Here at Jama we take a pretty open approach to the development of Contour, our collaborative requirements management / project management software and incorporate customer feedback, input from our advisors as well as research and planning we perform internally. We often invite smart people to have lunch with us to give us feedback on our vision for Contour and insight into what would be the perfect tool to help them. We trade sandwiches for market insights.

Yesterday, Lori Schmall, COO of Grist joined us. Grist is a Seattle based on-line media company focused on the environment.

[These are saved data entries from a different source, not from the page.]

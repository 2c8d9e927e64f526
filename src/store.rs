//! Registry of live sessions.
//!
//! The transport layer keys connections by `(session id, participant
//! name)` and needs to find a session from any thread. `SessionStore`
//! maps ids to sessions, each behind its own `Mutex`, so commands on one
//! session are serialized while different sessions proceed in parallel.
//!
//! A panic while a lock is held poisons it; the store recovers the guard
//! instead of propagating the panic, because a `GameSession` is never left
//! half-mutated by a rejected operation.

use std::sync::{Arc, Mutex, MutexGuard, PoisonError, RwLock};

use rustc_hash::FxHashMap;
use thiserror::Error;
use tracing::{debug, info};

use crate::core::SessionConfig;
use crate::session::GameSession;

/// Identifier of one session in the store.
pub type SessionId = String;

/// A session shared between connections.
pub type SharedSession = Arc<Mutex<GameSession>>;

/// Misuse of the session registry.
#[derive(Clone, Debug, PartialEq, Eq, Error)]
pub enum StoreError {
    #[error("session {0:?} already exists")]
    AlreadyExists(SessionId),

    #[error("no session {0:?}")]
    NotFound(SessionId),
}

/// Thread-safe map from session id to session.
#[derive(Debug, Default)]
pub struct SessionStore {
    sessions: RwLock<FxHashMap<SessionId, SharedSession>>,
}

impl SessionStore {
    #[must_use]
    pub fn new() -> Self {
        Self::default()
    }

    /// Create a new lobby under `id`.
    pub fn create(&self, id: &str, config: SessionConfig) -> Result<SharedSession, StoreError> {
        let mut sessions = self.sessions.write().unwrap_or_else(PoisonError::into_inner);
        if sessions.contains_key(id) {
            return Err(StoreError::AlreadyExists(id.to_string()));
        }
        let session = Arc::new(Mutex::new(GameSession::new(id, config)));
        sessions.insert(id.to_string(), Arc::clone(&session));
        info!(session_id = id, live = sessions.len(), "Session registered");
        Ok(session)
    }

    /// Fetch `id`, creating a lobby with `config` if it does not exist.
    pub fn get_or_create(&self, id: &str, config: SessionConfig) -> SharedSession {
        if let Some(session) = self.get(id) {
            return session;
        }
        let mut sessions = self.sessions.write().unwrap_or_else(PoisonError::into_inner);
        let session = sessions.entry(id.to_string()).or_insert_with(|| {
            info!(session_id = id, "Session registered");
            Arc::new(Mutex::new(GameSession::new(id, config)))
        });
        Arc::clone(session)
    }

    #[must_use]
    pub fn get(&self, id: &str) -> Option<SharedSession> {
        let sessions = self.sessions.read().unwrap_or_else(PoisonError::into_inner);
        sessions.get(id).cloned()
    }

    /// Drop `id` from the store. Handles already held elsewhere stay valid.
    pub fn remove(&self, id: &str) -> Option<SharedSession> {
        let mut sessions = self.sessions.write().unwrap_or_else(PoisonError::into_inner);
        let removed = sessions.remove(id);
        if removed.is_some() {
            info!(session_id = id, live = sessions.len(), "Session removed");
        }
        removed
    }

    #[must_use]
    pub fn len(&self) -> usize {
        self.sessions.read().unwrap_or_else(PoisonError::into_inner).len()
    }

    #[must_use]
    pub fn is_empty(&self) -> bool {
        self.len() == 0
    }

    /// Live session ids, sorted.
    #[must_use]
    pub fn ids(&self) -> Vec<SessionId> {
        let sessions = self.sessions.read().unwrap_or_else(PoisonError::into_inner);
        let mut ids: Vec<SessionId> = sessions.keys().cloned().collect();
        ids.sort_unstable();
        ids
    }

    /// Run `f` with exclusive access to session `id`.
    pub fn with_session<R>(
        &self,
        id: &str,
        f: impl FnOnce(&mut GameSession) -> R,
    ) -> Result<R, StoreError> {
        let session = self
            .get(id)
            .ok_or_else(|| StoreError::NotFound(id.to_string()))?;
        let mut guard = lock(&session);
        debug!(session_id = id, "Session locked");
        Ok(f(&mut *guard))
    }
}

/// Lock a shared session, recovering from poisoning.
pub fn lock(session: &SharedSession) -> MutexGuard<'_, GameSession> {
    session.lock().unwrap_or_else(PoisonError::into_inner)
}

Time magazine recently named Grist the top green web site.

While we like to think and act green as a company – she was quick to point out a few plastic water bottles scattered around the conference room – I think we’ve got some work to do.  Lori’s past life was in senior management at a Fortune 500 technology firm dealing with scenarios that are near and dear to our heart – enterprise product development and project management.

We focused first on our sales presentation.  We’re constantly refining it to better speak to the value of our product, keep the flow engaging and eliminate the bullet points (we believe in a bullet point free world). This reminded me I need to revisit http://www.presentationzen.com/.

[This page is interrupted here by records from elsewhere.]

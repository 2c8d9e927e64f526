//! Shared helpers for integration tests.
//!
//! Roles and the deck are dealt by the seeded RNG, so helpers here either
//! look participants up by role or search seeds for a deal with the shape
//! a test needs.

#![allow(dead_code)]

use hidden_council::{
    Ballot, ExecutivePower, GameRng, GameSession, Outcome, Phase, Policy, Role, SessionConfig,
};

pub const NAMES: [&str; 10] = [
    "Alice", "Bob", "Carol", "Dave", "Eve", "Frank", "Grace", "Heidi", "Ivan", "Judy",
];

/// Install a test subscriber. Controlled by `TEST_LOG`, then `RUST_LOG`.
pub fn init_logging() {
    let filter = std::env::var("TEST_LOG")
        .or_else(|_| std::env::var("RUST_LOG"))
        .map(tracing_subscriber::EnvFilter::new)
        .unwrap_or_else(|_| tracing_subscriber::EnvFilter::new("warn"));

    tracing_subscriber::fmt()
        .with_env_filter(filter)
        .with_test_writer()
        .without_time()
        .try_init()
        .ok();
}

pub fn lobby(count: usize, config: SessionConfig) -> GameSession {
    let mut session = GameSession::new("it", config);
    for name in &NAMES[..count] {
        session.add_participant(name).unwrap();
    }
    session
}

pub fn started(count: usize, seed: u64) -> GameSession {
    let mut session = lobby(count, SessionConfig::new().with_seed(seed));
    session.start_game().unwrap();
    session
}

/// First seed (from 0) whose started session satisfies `accept`.
pub fn started_where(count: usize, accept: impl Fn(&GameSession) -> bool) -> GameSession {
    (0..10_000)
        .map(|seed| started(count, seed))
        .find(|session| accept(session))
        .expect("no seed produced the requested deal")
}

pub fn names_with_role(session: &GameSession, role: Role) -> Vec<String> {
    session
        .participants()
        .iter()
        .filter(|p| p.role == Some(role))
        .map(|p| p.name.clone())
        .collect()
}

pub fn president(session: &GameSession) -> String {
    session.president().unwrap().name.clone()
}

pub fn living(session: &GameSession) -> Vec<String> {
    session
        .participants()
        .iter()
        .filter(|p| p.alive)
        .map(|p| p.name.clone())
        .collect()
}

/// A living participant the president may legally nominate.
pub fn eligible_nominee(session: &GameSession) -> String {
    let president = president(session);
    let term_limited = session.living_count() > 5;
    living(session)
        .into_iter()
        .find(|name| {
            *name != president && !(term_limited && session.last_chancellor() == Some(name.as_str()))
        })
        .unwrap()
}

/// Living participants vote; the first `ja` of them vote Ja.
pub fn vote_all(session: &mut GameSession, ja: usize) {
    for (i, name) in living(session).iter().enumerate() {
        session.vote(name, Ballot::from_yes(i < ja)).unwrap();
    }
}

/// Nominate `chancellor`, vote with `ja` yes ballots, resolve.
pub fn elect(session: &mut GameSession, chancellor: &str, ja: usize) -> Outcome {
    let president = president(session);
    session.nominate(&president, chancellor).unwrap();
    vote_all(session, ja);
    session.resolve_election().unwrap()
}

/// Discard and enact, steering toward `wanted` whenever the hand allows.
pub fn legislate(session: &mut GameSession, wanted: Policy) -> Outcome {
    let president = president(session);
    let hand = session.president_hand().to_vec();
    let discard = hand.iter().position(|&c| c != wanted).unwrap_or(0);
    session.discard(&president, discard).unwrap();

    let chancellor = session.nominated_chancellor().unwrap().to_string();
    let hand = session.chancellor_hand().to_vec();
    let enact = hand.iter().position(|&c| c == wanted).unwrap_or(0);
    session.enact(&chancellor, enact).unwrap()
}

/// Cards across both piles, both hands, and the enacted tracks.
pub fn total_cards(session: &GameSession) -> usize {
    session.deck().len()
        + session.president_hand().len()
        + session.chancellor_hand().len()
        + usize::from(session.liberal_policies())
        + usize::from(session.fascist_policies())
}

/// Take one random legal step. Returns `false` once the game is over.
pub fn random_step(session: &mut GameSession, rng: &mut GameRng) -> bool {
    match session.phase() {
        Phase::Election => {
            let president = president(session);
            let term_limited = session.living_count() > 5;
            let candidates: Vec<String> = living(session)
                .into_iter()
                .filter(|name| {
                    *name != president
                        && !(term_limited && session.last_chancellor() == Some(name.as_str()))
                })
                .collect();
            let nominee = &candidates[rng.gen_range_usize(0..candidates.len())];
            session.nominate(&president, nominee).unwrap();
        }
        Phase::Voting => {
            for name in living(session) {
                let ballot = Ballot::from_yes(rng.gen_range_usize(0..2) == 0);
                session.vote(&name, ballot).unwrap();
            }
            session.resolve_election().unwrap();
        }
        Phase::Legislative => {
            if session.president_hand().is_empty() {
                let chancellor = session.nominated_chancellor().unwrap().to_string();
                let index = rng.gen_range_usize(0..session.chancellor_hand().len());
                session.enact(&chancellor, index).unwrap();
            } else {
                let president = president(session);
                let index = rng.gen_range_usize(0..session.president_hand().len());
                session.discard(&president, index).unwrap();
            }
        }
        Phase::Executive => {
            let president = president(session);
            let powers = session.pending_power().unwrap().powers();
            let power = powers[rng.gen_range_usize(0..powers.len())];
            let targets = living(session);
            let target = match power {
                ExecutivePower::PolicyPeek => None,
                _ => Some(targets[rng.gen_range_usize(0..targets.len())].clone()),
            };
            session
                .resolve_power(&president, power, target.as_deref())
                .unwrap();
        }
        Phase::Lobby | Phase::GameOver => return false,
    }
    session.winner().is_none()
}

Our takeaways from this discussion:

  • Get the audience involved as quickly as possible. This helps keep everyone focused and involved in the presentation
  • Use stories to illustrate points, it’s much more interesting for everyone
  • A little humor never hurts, we all can relate to funny scenarios that we live through

We then turned to the pain of project management. Lori offered up a nice, simplified definition of requirements management: “Delivering what the customer wants”.  This speaks to the broader set of functionality that’s available within Contour.

For Lori, the #1 one pain point is when the team loses sight of what’s important to the customer.  On long, complex projects when things change, it’s easy to get disconnected from what the stakeholders are expecting.  She gave a great metaphor. It’s like an iceberg – the customer defines what they want, but it’s just the visible tip of the iceberg. The development team then has to create and manage through the supporting structure underneath the surface – the mammoth, complicated task of defining use cases, tasks, coding, testing, documenting, deploying to get to the end result of what the customer wants.

The key themes were:

  • Visibility into the project – understanding what the status is at all times and who’s doing what
  • Alignment – keeping everyone on the same page.

Continuing the metaphor, these strategy sessions with outside executives help us come up for air once and awhile, and keep us focused on the big picture of the value we deliver to customers.  Thanks Lori for your time.